In another cause, Commonwealth vs. Sam Valentine, April 1893, a plat was drawn to document a shooting. Trouble began one evening when Sam Valentine, an officer of the law, arrived at Alfred Hairston’s house party to serve a warrant on a guest. After Valentine entered and apprehended the accused man, someone in the crowd resisted, and a scuffle broke out. In the midst of the activity, Valentine shot one of the rowdies in the head, and the man eventually died from the wound. At the trial, the inquest committee sketched a floor plan of Hairston’s house, showing the position of the participants, as well as the hearth, stairs, and doors.

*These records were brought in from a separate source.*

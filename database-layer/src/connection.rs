// Database connection management
use crate::error::{DatabaseError, DatabaseResult};
use serde::{Deserialize, Serialize};
use sqlx::{postgres::PgPoolOptions, PgPool};
use std::sync::Arc;
use std::time::Duration;
use tracing::{info, warn};

/// Pool tuning options, read once at startup
#[derive(Debug, Clone, Serialize, Deserialize)]
pub struct PoolConfig {
    pub max_connections: u32,
    pub min_connections: u32,
    pub acquire_timeout_s: u64,
    pub idle_timeout_s: u64,
    pub max_lifetime_s: u64,
}

impl Default for PoolConfig {
    fn default() -> Self {
        Self {
            max_connections: 20,
            min_connections: 2,
            acquire_timeout_s: 30,
            idle_timeout_s: 600,
            max_lifetime_s: 1800,
        }
    }
}

/// Database connection pool wrapper
#[derive(Clone)]
pub struct DatabasePool {
    pool: Arc<PgPool>,
}

impl DatabasePool {
    /// Create a new database pool from a connection string
    pub async fn new(connection_string: &str, config: PoolConfig) -> DatabaseResult<Self> {
        let pool = PgPoolOptions::new()
            .max_connections(config.max_connections)
            .min_connections(config.min_connections)
            .acquire_timeout(Duration::from_secs(config.acquire_timeout_s))
            .idle_timeout(Duration::from_secs(config.idle_timeout_s))
            .max_lifetime(Duration::from_secs(config.max_lifetime_s))
            .connect(connection_string)
            .await
            .map_err(|e| DatabaseError::ConnectionFailed(e.to_string()))?;

        info!("Database connection pool created successfully");

        Ok(Self {
            pool: Arc::new(pool),
        })
    }

    /// Get the underlying PgPool
    pub fn pool(&self) -> &PgPool {
        &self.pool
    }

    /// Check if the pool is healthy
    pub async fn is_healthy(&self) -> bool {
        match sqlx::query("SELECT 1").fetch_one(self.pool.as_ref()).await {
            Ok(_) => true,
            Err(e) => {
                warn!("Database health check failed: {}", e);
                false
            }
        }
    }

    /// Close the pool
    pub async fn close(&self) {
        self.pool.close().await;
        info!("Database connection pool closed");
    }
}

An even more elaborate plat was drawn for an arson investigation for Commonwealth vs. Silas Minter, September 1898 and January 1899. This oversized drawing revealed one neighborhood’s roads, houses, and creeks, plus its many barns. The defendant was accused of setting a barn full of oats and wheat on fire, causing $400 in damages. One issue under debate was whether the fire from several nearby stumps had set the barn on fire, so the map dutifully records the spot of the stumps and brush surrounding the barn in question.
Such maps may not match the artistic merit of those in specialized map collections, but for budding forensic historians, their lines can be just as revealing.